A study in women with breast cancer found that drinking red wine can help limit the toxic effects of radiation therapy.
"The possibility that particular dietary practices or interventions can reduce radiation-induced toxicity is very intriguing," Dr. Gabriella Macchia, of Catholic University, Campobasso, Italy, noted in an email to Reuters Health.
It's already known that some wine components may protect against the harmful effects of radiation. These components include polyphenols in particular, and the tannins.
In the current study, Macchia and colleagues evaluated the potential protective effects of varying levels of self-reported red wine consumption in 348 women treated with radiation therapy after breast cancer surgery.
The findings were "interesting," Macchia said.
The incidence of radiation-induced skin toxicity greater was 38.4 percent in non-drinkers, 31.8 percent in women drinking only half a glass of wine daily, 13.6 percent in those drinking one glass daily, and 35 percent in those drinking two glasses daily.
Women who drank only one glass daily had a much lower risk of suffering skin effects from radiation therapy. Specifically, their risk of significant skin toxicity was about 75 percent less than that in non-drinkers, the researchers found.

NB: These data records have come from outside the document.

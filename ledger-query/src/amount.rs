//! Native currency unit conversion and amount shapes

use crate::{Error, Result, NATIVE_CURRENCY};
use rust_decimal::Decimal;
use serde::{Deserialize, Serialize};
use std::str::FromStr;

/// Drops per XRP
const DROPS_PER_XRP: u64 = 1_000_000;

fn parse_decimal(value: &str) -> Result<Decimal> {
    Decimal::from_str(value.trim())
        .map_err(|e| Error::Validation(format!("Invalid amount {:?}: {}", value, e)))
}

/// Convert a drops amount to XRP display units (exact)
pub fn drops_to_xrp(drops: &str) -> Result<String> {
    let drops = parse_decimal(drops)?;
    let xrp = drops
        .checked_div(Decimal::from(DROPS_PER_XRP))
        .ok_or_else(|| Error::Validation(format!("Amount out of range: {}", drops)))?;
    Ok(xrp.normalize().to_string())
}

/// Convert XRP display units to drops, rounding down
pub fn xrp_to_drops(xrp: &str) -> Result<String> {
    let xrp = parse_decimal(xrp)?;
    let drops = xrp
        .checked_mul(Decimal::from(DROPS_PER_XRP))
        .ok_or_else(|| Error::Validation(format!("Amount out of range: {}", xrp)))?;
    Ok(drops.floor().normalize().to_string())
}

/// Amount as callers express it
#[derive(Debug, Clone, PartialEq, Eq, Serialize, Deserialize)]
pub struct Amount {
    /// Currency code
    pub currency: String,
    /// Decimal value in display units
    pub value: String,
    /// Issuer, preferred over `issuer`
    #[serde(default, skip_serializing_if = "Option::is_none")]
    pub counterparty: Option<String>,
    /// Issuer, node spelling
    #[serde(default, skip_serializing_if = "Option::is_none")]
    pub issuer: Option<String>,
}

/// Amount as the node expects it
#[derive(Debug, Clone, PartialEq, Eq, Serialize, Deserialize)]
#[serde(untagged)]
pub enum RippledAmount {
    /// Native amount in drops
    Drops(String),
    /// Issued currency amount
    Issued {
        /// Currency code
        currency: String,
        /// Issuer account
        #[serde(default, skip_serializing_if = "Option::is_none")]
        issuer: Option<String>,
        /// Decimal value
        value: String,
    },
}

/// Convert a caller amount to the node's representation
pub fn to_rippled_amount(amount: &Amount) -> Result<RippledAmount> {
    if amount.currency == NATIVE_CURRENCY {
        return Ok(RippledAmount::Drops(xrp_to_drops(&amount.value)?));
    }
    Ok(RippledAmount::Issued {
        currency: amount.currency.clone(),
        issuer: amount
            .counterparty
            .clone()
            .or_else(|| amount.issuer.clone()),
        value: amount.value.clone(),
    })
}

"If wine can prevent (radiation)-induced toxicity without affecting antitumor efficacy, as we observed, it also has the potential to enhance the therapeutic benefit in cancer patients without increasing their risk of serious adverse effects," Macchia said.
"The possible protective effect of wine, which we assessed only in women with breast cancer, should also be evaluated in male and female patients with other types of tumors (e.g., prostate carcinoma) who are undergoing radiotherapy," she concluded.